**Provided material**:
# # # #
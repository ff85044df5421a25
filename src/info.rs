use serde::Serialize;

#[derive(Debug, Clone, Copy, PartialEq, Eq, Serialize)]
#[serde(rename_all = "snake_case")]
pub enum ContentRating {
    Everyone,
    Mature,
    Adult,
}

#[derive(Debug, Clone, Copy, PartialEq, Eq, Serialize)]
#[serde(rename_all = "snake_case")]
pub enum BadgeKind {
    Info,
    Danger,
}

#[derive(Debug, Clone, Copy, Serialize)]
pub struct Badge {
    pub text: &'static str,
    pub kind: BadgeKind,
}

/// What the host may ask of this extension.
#[derive(Debug, Clone, Copy, Serialize)]
pub struct Intents {
    pub manga_chapters: bool,
    pub homepage_sections: bool,
    pub cloudflare_bypass_required: bool,
}

#[derive(Debug, Clone, Copy, Serialize)]
pub struct SourceInfo {
    pub name: &'static str,
    pub version: &'static str,
    pub description: &'static str,
    pub content_rating: ContentRating,
    pub badges: &'static [Badge],
    pub intents: Intents,
}

pub const SOURCE_INFO: SourceInfo = SourceInfo {
    name: "Combined Vietnamese Sources",
    version: env!("CARGO_PKG_VERSION"),
    description: "Extension that combines TruyenGG, MimiHentai, and NHentai sources",
    content_rating: ContentRating::Adult,
    badges: &[
        Badge { text: "Vietnamese", kind: BadgeKind::Info },
        Badge { text: "Adult Content", kind: BadgeKind::Danger },
    ],
    intents: Intents { manga_chapters: true, homepage_sections: true, cloudflare_bypass_required: true },
};
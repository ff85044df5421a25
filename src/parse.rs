//! Best-effort heuristics for fields the sites only render as free text.

use std::sync::LazyLock;

use chrono::{DateTime, Duration, Utc};
use regex::Regex;

static CHAPTER_NUMBER: LazyLock<Regex> =
    LazyLock::new(|| Regex::new(r"Chapter (\d+(\.\d+)?)").unwrap());

static LEADING_INT: LazyLock<Regex> = LazyLock::new(|| Regex::new(r"^\s*([+-]?\d+)").unwrap());

const HOURS_AGO: &str = "giờ trước";
const DAYS_AGO: &str = "ngày trước";

/// `"Chapter 12.5"` → 12.5. No match → 1. Anything that is not a finite number → 0.
pub fn chapter_number(title: &str) -> f64 {
    let parsed = match CHAPTER_NUMBER.captures(title).and_then(|c| c.get(1)) {
        Some(m) => m.as_str().parse::<f64>().unwrap_or(f64::NAN),
        None => 1.0,
    };
    normalize_chapter_number(parsed)
}

pub fn normalize_chapter_number(n: f64) -> f64 {
    if n.is_finite() { n } else { 0.0 }
}

/// Resolves "N giờ trước" / "N ngày trước" against `now`; anything else is `now`.
pub fn relative_time(text: &str, now: DateTime<Utc>) -> DateTime<Utc> {
    let text = text.trim();
    let unit = if text.contains(HOURS_AGO) {
        Duration::hours
    } else if text.contains(DAYS_AGO) {
        Duration::days
    } else {
        return now;
    };
    let Some(n) = LEADING_INT
        .captures(text)
        .and_then(|c| c.get(1))
        .and_then(|m| m.as_str().parse::<i64>().ok())
    else {
        return now;
    };
    // absurd offsets would overflow chrono's range
    if !(0..=36_500).contains(&n) {
        return now;
    }
    now.checked_sub_signed(unit(n)).unwrap_or(now)
}

/// Last non-empty path segment of an href, which the sites use as the native id.
pub fn last_segment(href: &str) -> Option<&str> {
    let path = href.split(['?', '#']).next().unwrap_or(href);
    path.trim_end_matches('/').rsplit('/').next().filter(|s| !s.is_empty())
}
use std::path::PathBuf;

use clap::{Parser, Subcommand};

use combined_sources::ids::SourceTag;

/// CLI for poking at the combined sources
#[derive(Parser)]
#[command(name = "combined-sources")]
#[command(about = "Query TruyenGG, MimiHentai and NHentai through one interface", long_about = None)]
pub struct Cli {
    /// Config file (defaults to the per-user config directory)
    #[arg(long, global = true)]
    pub config: Option<PathBuf>,

    #[command(subcommand)]
    pub command: Commands,
}

#[derive(Subcommand)]
pub enum Commands {
    /// Stream home page sections as they load
    Home,
    /// Search all sources, or one with --source
    Search {
        query: String,
        /// Restrict to one source (truyengg, mimihentai, nhentai)
        #[arg(short, long)]
        source: Option<SourceTag>,
        /// 1-based page
        #[arg(short, long)]
        page: Option<u32>,
    },
    /// Show details for a namespaced manga id
    Details { id: String },
    /// List chapters for a namespaced manga id
    Chapters { id: String },
    /// List page image URLs for a chapter
    Pages { manga_id: String, chapter_id: String },
    /// List searchable tags
    Tags,
    /// Print the public URL for a manga id
    Share { id: String },
    /// Print extension metadata
    Info,
}
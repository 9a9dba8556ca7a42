//! Pure URL construction for the Polygon endpoints. No I/O, no hidden state:
//! identical inputs always produce identical strings.

use anyhow::{Context, Result};
use chrono::NaiveDate;
use reqwest::Url;

use crate::models::Unit;

/// Format a date range as `YYYY-MM-DD/YYYY-MM-DD`. The caller guarantees
/// `start <= end`; a reversed range is passed through and left to the API.
pub fn date_range(start: NaiveDate, end: NaiveDate) -> String {
    format!("{}/{}", start.format("%Y-%m-%d"), end.format("%Y-%m-%d"))
}

/// Format a timeframe as `{interval}/{unit}`, e.g. `1/minute`.
pub fn timeframe(interval: u32, unit: Unit) -> String {
    format!("{}/{}", interval, unit)
}

/// Compose the aggregates endpoint URL. Query params keep caller order,
/// values are percent-encoded, and `apiKey` always comes last.
pub fn candles_url(
    domain: &str,
    api_key: &str,
    symbol: &str,
    timeframe: &str,
    date_range: &str,
    params: &[(String, String)],
) -> Result<Url> {
    let mut url = Url::parse(&format!(
        "{}v2/aggs/ticker/{}/range/{}/{}",
        domain, symbol, timeframe, date_range
    ))
    .context("Failed to build aggregates URL")?;
    {
        let mut query = url.query_pairs_mut();
        for (key, value) in params {
            query.append_pair(key, value);
        }
        query.append_pair("apiKey", api_key);
    }
    Ok(url)
}

/// Compose the reference-tickers listing URL with the API key appended.
pub fn symbols_url(domain: &str, api_key: &str) -> Result<Url> {
    let mut url = Url::parse(&format!("{}v3/reference/tickers", domain))
        .context("Failed to build tickers URL")?;
    url.query_pairs_mut().append_pair("apiKey", api_key);
    Ok(url)
}

#[cfg(test)]
mod tests {
    use super::*;

    fn ymd(year: i32, month: u32, day: u32) -> NaiveDate {
        NaiveDate::from_ymd_opt(year, month, day).unwrap()
    }

    #[test]
    fn timeframe_formats_interval_and_unit() {
        assert_eq!(timeframe(1, Unit::Minute), "1/minute");
        assert_eq!(timeframe(2, Unit::Hour), "2/hour");
        assert_eq!(timeframe(5, Unit::Day), "5/day");
    }

    #[test]
    fn date_range_formats_iso_dates() {
        assert_eq!(
            date_range(ymd(2024, 2, 2), ymd(2024, 2, 7)),
            "2024-02-02/2024-02-07"
        );
    }

    #[test]
    fn date_range_passes_reversed_ranges_through() {
        assert_eq!(
            date_range(ymd(2024, 2, 7), ymd(2024, 2, 2)),
            "2024-02-07/2024-02-02"
        );
    }

    #[test]
    fn candles_url_matches_reference_link() {
        let url = candles_url(
            "https://api.polygon.io/",
            "test-key",
            "AAPL",
            "1/day",
            "2023-01-01/2023-01-31",
            &[("adjusted".to_string(), "true".to_string())],
        )
        .unwrap();
        assert_eq!(
            url.as_str(),
            "https://api.polygon.io/v2/aggs/ticker/AAPL/range/1/day/2023-01-01/2023-01-31?adjusted=true&apiKey=test-key"
        );
    }

    #[test]
    fn candles_url_keeps_param_order_and_api_key_last() {
        let params = vec![
            ("adjusted".to_string(), "true".to_string()),
            ("sort".to_string(), "asc".to_string()),
            ("limit".to_string(), "50000".to_string()),
        ];
        let url = candles_url(
            "https://api.polygon.io/",
            "test-key",
            "AAPL",
            "1/minute",
            "2024-02-02/2024-02-07",
            &params,
        )
        .unwrap();
        assert_eq!(
            url.query().unwrap(),
            "adjusted=true&sort=asc&limit=50000&apiKey=test-key"
        );
    }

    #[test]
    fn candles_url_percent_encodes_param_values() {
        let params = vec![("note".to_string(), "a b&c".to_string())];
        let url = candles_url(
            "https://api.polygon.io/",
            "test-key",
            "AAPL",
            "1/day",
            "2023-01-01/2023-01-31",
            &params,
        )
        .unwrap();
        assert_eq!(url.query().unwrap(), "note=a+b%26c&apiKey=test-key");
    }

    #[test]
    fn symbols_url_appends_api_key() {
        let url = symbols_url("https://api.polygon.io/", "test-key").unwrap();
        assert_eq!(
            url.as_str(),
            "https://api.polygon.io/v3/reference/tickers?apiKey=test-key"
        );
    }

    #[test]
    fn builders_are_idempotent() {
        let build = || {
            candles_url(
                "https://api.polygon.io/",
                "test-key",
                "AAPL",
                "1/day",
                "2023-01-01/2023-01-31",
                &[("adjusted".to_string(), "true".to_string())],
            )
            .unwrap()
            .to_string()
        };
        assert_eq!(build(), build());
        assert_eq!(
            date_range(ymd(2024, 2, 2), ymd(2024, 2, 7)),
            date_range(ymd(2024, 2, 2), ymd(2024, 2, 7))
        );
        assert_eq!(timeframe(1, Unit::Minute), timeframe(1, Unit::Minute));
    }
}
use chrono::{DateTime, NaiveDateTime};
use serde::{Deserialize, Serialize};
use serde_json::Value;
use std::collections::HashMap;
use std::fmt;

/// Bar-size unit accepted by the Polygon aggregates endpoint.
#[derive(Debug, Clone, Copy, PartialEq, Eq)]
pub enum Unit {
    Day,
    Hour,
    Minute,
}

impl Unit {
    pub const ALL: [Unit; 3] = [Unit::Day, Unit::Hour, Unit::Minute];

    pub fn as_str(&self) -> &'static str {
        match self {
            Unit::Day => "day",
            Unit::Hour => "hour",
            Unit::Minute => "minute",
        }
    }

    pub fn parse(s: &str) -> Option<Unit> {
        Unit::ALL.iter().copied().find(|unit| unit.as_str() == s)
    }

    /// Comma-separated spellings for diagnostics.
    pub fn valid_units() -> String {
        Unit::ALL
            .iter()
            .map(|unit| unit.as_str())
            .collect::<Vec<_>>()
            .join(", ")
    }
}

impl fmt::Display for Unit {
    fn fmt(&self, f: &mut fmt::Formatter<'_>) -> fmt::Result {
        f.write_str(self.as_str())
    }
}

/// One OHLCV bar, column order fixed as (time, open, high, low, close, volume).
#[derive(Debug, Clone)]
pub struct Candle {
    pub time: NaiveDateTime,
    pub open: f64,
    pub high: f64,
    pub low: f64,
    pub close: f64,
    pub volume: f64,
}

/// Outcome of a candle fetch: either a table or a rejected unit spelling.
/// The caller decides whether and how to report the rejection.
#[derive(Debug)]
pub enum CandlesResult {
    Candles(Vec<Candle>),
    InvalidUnit(String),
}

/// One entry of the aggregates `results` array, wire field names.
#[derive(Debug, Serialize, Deserialize)]
pub struct AggBar {
    pub t: i64,
    pub o: f64,
    pub h: f64,
    pub l: f64,
    pub c: f64,
    pub v: f64,
    // Add catch-all for other fields we don't care about
    #[serde(flatten)]
    pub extra: HashMap<String, Value>,
}

#[derive(Debug, Serialize, Deserialize)]
pub struct AggsResponse {
    #[serde(default)]
    pub results: Option<Vec<AggBar>>,
    // Add catch-all for other fields we don't care about
    #[serde(flatten)]
    pub extra: HashMap<String, Value>,
}

impl AggsResponse {
    /// Project the `results` array into candles, preserving response order.
    /// A null or absent `results` field yields an empty table.
    pub fn into_candles(self) -> Vec<Candle> {
        self.results
            .unwrap_or_default()
            .into_iter()
            .map(Candle::from)
            .collect()
    }
}

impl From<AggBar> for Candle {
    fn from(bar: AggBar) -> Self {
        // `t` is epoch milliseconds; out-of-range values fall back to the epoch
        let time = DateTime::from_timestamp_millis(bar.t)
            .map(|dt| dt.naive_utc())
            .unwrap_or_default();
        Candle {
            time,
            open: bar.o,
            high: bar.h,
            low: bar.l,
            close: bar.c,
            volume: bar.v,
        }
    }
}

/// One entry of the reference-tickers `results` array. The shape is mostly
/// opaque to this client; everything beyond the common fields lands in `extra`.
#[derive(Debug, Serialize, Deserialize)]
pub struct TickerRecord {
    pub ticker: String,
    #[serde(default)]
    pub name: Option<String>,
    #[serde(default)]
    pub market: Option<String>,
    #[serde(default)]
    pub active: Option<bool>,
    #[serde(flatten)]
    pub extra: HashMap<String, Value>,
}

#[derive(Debug, Serialize, Deserialize)]
pub struct TickersResponse {
    #[serde(default)]
    pub results: Option<Vec<TickerRecord>>,
    #[serde(flatten)]
    pub extra: HashMap<String, Value>,
}
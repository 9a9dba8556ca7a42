pub mod polygon_client;
pub mod urls;

pub use polygon_client::{PolygonClient, DEFAULT_LIMIT};
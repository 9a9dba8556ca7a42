// SPDX-FileCopyrightText: 2025 Joost van der Laan <joost@fashionunited.com>
//
// SPDX-License-Identifier: AGPL-3.0-only

use anyhow::Result;
use sqlx::{migrate::MigrateDatabase, sqlite::SqlitePool, Sqlite};

use crate::models::Candle;

pub async fn create_db_pool(db_url: &str) -> Result<SqlitePool> {
    // Create database if it doesn't exist
    if !Sqlite::database_exists(db_url).await.unwrap_or(false) {
        Sqlite::create_database(db_url).await?;
    }

    let pool = SqlitePool::connect(db_url).await?;

    Ok(pool)
}

// Table names are interpolated into DDL, so they must stay plain identifiers
fn is_valid_table_name(name: &str) -> bool {
    let mut chars = name.chars();
    match chars.next() {
        Some(c) if c.is_ascii_alphabetic() || c == '_' => {}
        _ => return false,
    }
    chars.all(|c| c.is_ascii_alphanumeric() || c == '_')
}

/// Load a candle table wholesale, replacing any existing table of that name.
/// Column order matches the candle shape: time, open, high, low, close, volume.
pub async fn replace_candles(pool: &SqlitePool, table: &str, candles: &[Candle]) -> Result<()> {
    if !is_valid_table_name(table) {
        anyhow::bail!("invalid table name: {}", table);
    }

    let mut tx = pool.begin().await?;

    sqlx::query(&format!(r#"DROP TABLE IF EXISTS "{}""#, table))
        .execute(&mut *tx)
        .await?;

    sqlx::query(&format!(
        r#"
        CREATE TABLE "{}" (
            time TEXT NOT NULL,
            open REAL NOT NULL,
            high REAL NOT NULL,
            low REAL NOT NULL,
            close REAL NOT NULL,
            volume REAL NOT NULL
        )
        "#,
        table
    ))
    .execute(&mut *tx)
    .await?;

    for candle in candles {
        sqlx::query(&format!(
            r#"
            INSERT INTO "{}" (time, open, high, low, close, volume)
            VALUES (?, ?, ?, ?, ?, ?)
            "#,
            table
        ))
        .bind(candle.time.format("%Y-%m-%d %H:%M:%S").to_string())
        .bind(candle.open)
        .bind(candle.high)
        .bind(candle.low)
        .bind(candle.close)
        .bind(candle.volume)
        .execute(&mut *tx)
        .await?;
    }

    tx.commit().await?;

    Ok(())
}

pub async fn count_candles(pool: &SqlitePool, table: &str) -> Result<i64> {
    if !is_valid_table_name(table) {
        anyhow::bail!("invalid table name: {}", table);
    }

    let row: (i64,) = sqlx::query_as(&format!(r#"SELECT COUNT(*) FROM "{}""#, table))
        .fetch_one(pool)
        .await?;

    Ok(row.0)
}

#[cfg(test)]
pub async fn create_test_pool() -> Result<SqlitePool> {
    // a single connection keeps every query on the same in-memory database
    let pool = sqlx::sqlite::SqlitePoolOptions::new()
        .max_connections(1)
        .connect("sqlite::memory:")
        .await?;
    Ok(pool)
}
# # # #
**What you should do**: Working from the material above, retype exactly the lines from the one with "to the epoch" through the one with "Some(c) if c.is_ascii_alphabetic()", both included, and only those lines.

**Task solution**:
        // `t` is epoch milliseconds; out-of-range values fall back to the epoch
        let time = DateTime::from_timestamp_millis(bar.t)
            .map(|dt| dt.naive_utc())
            .unwrap_or_default();
        Candle {
            time,
            open: bar.o,
            high: bar.h,
            low: bar.l,
            close: bar.c,
            volume: bar.v,
        }
    }
}

/// One entry of the reference-tickers `results` array. The shape is mostly
/// opaque to this client; everything beyond the common fields lands in `extra`.
#[derive(Debug, Serialize, Deserialize)]
pub struct TickerRecord {
    pub ticker: String,
    #[serde(default)]
    pub name: Option<String>,
    #[serde(default)]
    pub market: Option<String>,
    #[serde(default)]
    pub active: Option<bool>,
    #[serde(flatten)]
    pub extra: HashMap<String, Value>,
}

#[derive(Debug, Serialize, Deserialize)]
pub struct TickersResponse {
    #[serde(default)]
    pub results: Option<Vec<TickerRecord>>,
    #[serde(flatten)]
    pub extra: HashMap<String, Value>,
}
repository 9a9dba8556ca7a42
pub mod polygon_client;
pub mod urls;

pub use polygon_client::{PolygonClient, DEFAULT_LIMIT};
repository 9a9dba8556ca7a42
// SPDX-FileCopyrightText: 2025 Joost van der Laan <joost@fashionunited.com>
//
// SPDX-License-Identifier: AGPL-3.0-only

use anyhow::Result;
use sqlx::{migrate::MigrateDatabase, sqlite::SqlitePool, Sqlite};

use crate::models::Candle;

pub async fn create_db_pool(db_url: &str) -> Result<SqlitePool> {
    // Create database if it doesn't exist
    if !Sqlite::database_exists(db_url).await.unwrap_or(false) {
        Sqlite::create_database(db_url).await?;
    }

    let pool = SqlitePool::connect(db_url).await?;

    Ok(pool)
}

// Table names are interpolated into DDL, so they must stay plain identifiers
fn is_valid_table_name(name: &str) -> bool {
    let mut chars = name.chars();
    match chars.next() {
        Some(c) if c.is_ascii_alphabetic() || c == '_' => {}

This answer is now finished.